When it comes to naming your LLC, start by getting creative. Your name is the first impression you’ll give to potential customers. You want it to represent you and your business now and in the future. Draft a list of your favorite names. After that, you can get into the specifics and naming rules in the state of Georgia.
There are Georgia business naming laws you need to consider before you submit your name. The first and most important rule is that your limited liability company (LLC) name has to be distinguishable from the other LLCs, corporations, or limited partnerships (LPs) filed with the Secretary of State.
What makes a name distinguishable? The Secretary of State of Georgia will make that determination, but here’s a list of items that are NOT considered distinguishable:
Adding “a,” “an,” or “the” to a name: If an existing name is “Flower Store LLC,” you can’t name yours “The Flower Store LLC.”
Abbreviations: You can’t name your LLC “Georgia Consulting Firm” if “Ga. Consulting Firm” exists.
Phonetic Spellings: “Grillz LLC” is not distinguishable from “Grills LLC.”
Punctuation: “A.B.C., LLC” is not distinguishable from “ABC, LLC.”
Plural: Plural forms of the same word are not distinguishable when it comes to naming your LLC.
Suffix: A suffix added to the same word in another LLC’s name doesn’t count as distinguishable, either.
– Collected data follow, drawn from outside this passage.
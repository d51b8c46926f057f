//! Execution statistics
//!
//! Counts validated, blocked and timed-out commands and tracks how many
//! execution timers are currently armed. The armed-timer gauge is driven by
//! [`TimerGuard`], so a timer can only be cleared once.

mod metrics;


pub use metrics::{Counter, Gauge};

use chrono::{DateTime, Utc};
use serde::{Deserialize, Serialize};
use std::sync::Arc;

/// Shared statistics collector
pub type SharedStats = Arc<StatsCollector>;

/// Collector for command statistics
#[derive(Debug)]
pub struct StatsCollector {
    pub commands_executed: Counter,
    pub commands_blocked: Counter,
    pub timeouts: Counter,
    active_timeouts: Gauge,
    started_at: DateTime<Utc>,
}

impl StatsCollector {
    /// Create a new collector
    pub fn new() -> Self {
        Self {
            commands_executed: Counter::new("commands_executed_total"),
            commands_blocked: Counter::new("commands_blocked_total"),
            timeouts: Counter::new("command_timeouts_total"),
            active_timeouts: Gauge::new("command_timers_active"),
            started_at: Utc::now(),
        }
    }

    /// Create a shared (Arc-wrapped) collector
    pub fn shared() -> SharedStats {
        Arc::new(Self::new())
    }

    /// Arm an execution timer. The gauge drops back when the guard is dropped.
    pub fn arm_timer(self: &Arc<Self>) -> TimerGuard {
        self.active_timeouts.inc();
        TimerGuard {
            stats: Arc::clone(self),
        }
    }

    /// Number of currently armed timers
    pub fn active_timeouts(&self) -> u64 {
        self.active_timeouts.get().max(0) as u64
    }

    pub fn started_at(&self) -> DateTime<Utc> {
        self.started_at
    }

    /// Seconds since the collector was created
    pub fn uptime_secs(&self) -> u64 {
        (Utc::now() - self.started_at).num_seconds().max(0) as u64
    }

    /// Fraction of validated commands that were blocked
    pub fn block_rate(&self) -> f64 {
        let blocked = self.commands_blocked.get();
        let total = self.commands_executed.get() + blocked;
        if total == 0 {
            0.0
        } else {
            blocked as f64 / total as f64
        }
    }

    /// Zero the counters. Armed timers belong to live executions and are kept.
    pub fn reset(&self) {
        self.commands_executed.reset();
        self.commands_blocked.reset();
        self.timeouts.reset();
    }

    /// Point-in-time view of all statistics
    pub fn snapshot(&self) -> StatsSnapshot {
        StatsSnapshot {
            commands_executed: self.commands_executed.get(),
            commands_blocked: self.commands_blocked.get(),
            timeouts: self.timeouts.get(),
            active_timeouts: self.active_timeouts(),
            block_rate: self.block_rate(),
            uptime_secs: self.uptime_secs(),
            started_at: self.started_at,
        }
    }
}

impl Default for StatsCollector {
    fn default() -> Self {
        Self::new()
    }
}

/// Armed execution timer. Dropping it clears the timer.
#[derive(Debug)]
pub struct TimerGuard {
    stats: SharedStats,
}

impl Drop for TimerGuard {
    fn drop(&mut self) {
        self.stats.active_timeouts.dec();
    }
}

/// Serializable statistics snapshot
#[derive(Debug, Clone, PartialEq, Serialize, Deserialize)]
pub struct StatsSnapshot {
    pub commands_executed: u64,
    pub commands_blocked: u64,
    pub timeouts: u64,
    pub active_timeouts: u64,
    pub block_rate: f64,
    pub uptime_secs: u64,
    pub started_at: DateTime<Utc>,
}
Keep these name considerations in mind when writing yours.
Some words can’t be used to describe your LLC without submitting a letter of approval from the appropriate agency. These include:
Insurance words: You need approval from the Office of the Commissioner of Insurance to use the words insurance, assurance, surety, fidelity, reinsurance, reassurance, or indemnity.
Banking words: Written approval of the Department of Banking and Finance is required to use the words bank, banc, banque, banker, banking company, banking house, trust, credit union, bankruptcy, or trust company.
Education words: Using the words “college” or “university” requires written approval of the Georgia Nonpublic Postsecondary Education Commission.
Keep an eye out for these words when you’re coming up with a business name.
Yes. In fact, not following the Georgia naming standards is one of the most common reasons an LLC submission gets denied.
Our formation service can handle submitting your business name for you. We’ll help make sure your LLC gets filed with a name that works for the state of Georgia.
Have the perfect name? If you’re not ready to form your LLC but want to reserve your name, you can reserve your business name today.
Georgia’s Secretary of State office allows you to reserve a business name. You can submit up to three name preferences (in case the first one isn’t available) for up to 30 days.
Have questions about Georgia’s naming rules? Contact them at (404) 656-2817. They can make sure your name is compliant with the state.
Getting a Domain Name: We assume you’ll want to have a website for your business. An online presence is essential for most companies. Keep your website’s domain name (URL) in mind when you come up with a name. For example, if your first name choice is already an existing website, you may lean toward your second choice. It’s up to you! Use our Domain Name Registration Service to get the website domain for your business.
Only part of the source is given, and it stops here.